◆ EXERCISE BRIEF
The answer must be every line below that contains the string "negative".

[Stored data entries]
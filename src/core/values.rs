//! Semantic-type-aware cell parsing and equality.

use crate::domain::vocabulary::SemanticType;
use bigdecimal::BigDecimal;
use chrono::NaiveDate;
use std::str::FromStr;

// Day-first: every supported bank is European.
const DATE_FORMATS: [&str; 6] = [
    "%d/%m/%Y", "%d.%m.%Y", "%Y-%m-%d", "%d-%m-%Y", "%d/%m/%y", "%d.%m.%y",
];

pub fn is_empty(value: &str) -> bool {
    value.trim().is_empty()
}

/// Parses a day-first or ISO date. `%Y` formats only apply to four-digit years, since
/// chrono would otherwise read `05.03.24` as the year 24.
pub fn parse_date(s: &str) -> Option<NaiveDate> {
    let s = s.trim();
    let four_digit_year = s
        .split(|c: char| !c.is_ascii_digit())
        .any(|part| part.len() == 4);

    DATE_FORMATS
        .iter()
        .filter(|fmt| fmt.contains("%Y") == four_digit_year)
        .find_map(|fmt| NaiveDate::parse_from_str(s, fmt).ok())
}

/// Parses `10.00`, `-1.234,56`, `1,234.56`, `(45.99)` and `12,50 €` style amounts.
pub fn parse_amount(s: &str) -> Option<BigDecimal> {
    let s = s.trim();

    let (negative, s) = if s.starts_with('(') && s.ends_with(')') && s.len() >= 2 {
        (true, &s[1..s.len() - 1])
    } else {
        (false, s)
    };

    let cleaned: String = s
        .chars()
        .filter(|c| c.is_ascii_digit() || matches!(c, '.' | ',' | '-' | '+'))
        .collect();
    if !cleaned.chars().any(|c| c.is_ascii_digit()) {
        return None;
    }

    let normalized = match (cleaned.rfind(','), cleaned.rfind('.')) {
        // Whichever separator comes last is the decimal one.
        (Some(comma), Some(dot)) if comma > dot => cleaned.replace('.', "").replace(',', "."),
        (Some(_), Some(_)) => cleaned.replace(',', ""),
        (Some(_), None) if cleaned.matches(',').count() == 1 => cleaned.replace(',', "."),
        (Some(_), None) => cleaned.replace(',', ""),
        (None, Some(_)) if cleaned.matches('.').count() > 1 => cleaned.replace('.', ""),
        _ => cleaned,
    };

    let amount = BigDecimal::from_str(&normalized).ok()?;
    Some(if negative { -amount } else { amount })
}

/// Whether two non-empty cells carry the same value for a column of `semantic_type`.
///
/// Values that do not parse as their type are compared as trimmed text.
pub fn values_agree(semantic_type: SemanticType, a: &str, b: &str) -> bool {
    let parsed = match semantic_type {
        SemanticType::Currency => match (parse_amount(a), parse_amount(b)) {
            (Some(x), Some(y)) => Some(x == y),
            _ => None,
        },
        SemanticType::Date => match (parse_date(a), parse_date(b)) {
            (Some(x), Some(y)) => Some(x == y),
            _ => None,
        },
        SemanticType::Boolean => Some(a.trim().eq_ignore_ascii_case(b.trim())),
        SemanticType::Text => None,
    };
    parsed.unwrap_or_else(|| a.trim() == b.trim())
}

◆ OUTPUT FOR THIS EXERCISE
    let (negative, s) = if s.starts_with('(') && s.ends_with(')') && s.len() >= 2 {
    Some(if negative { -amount } else { amount })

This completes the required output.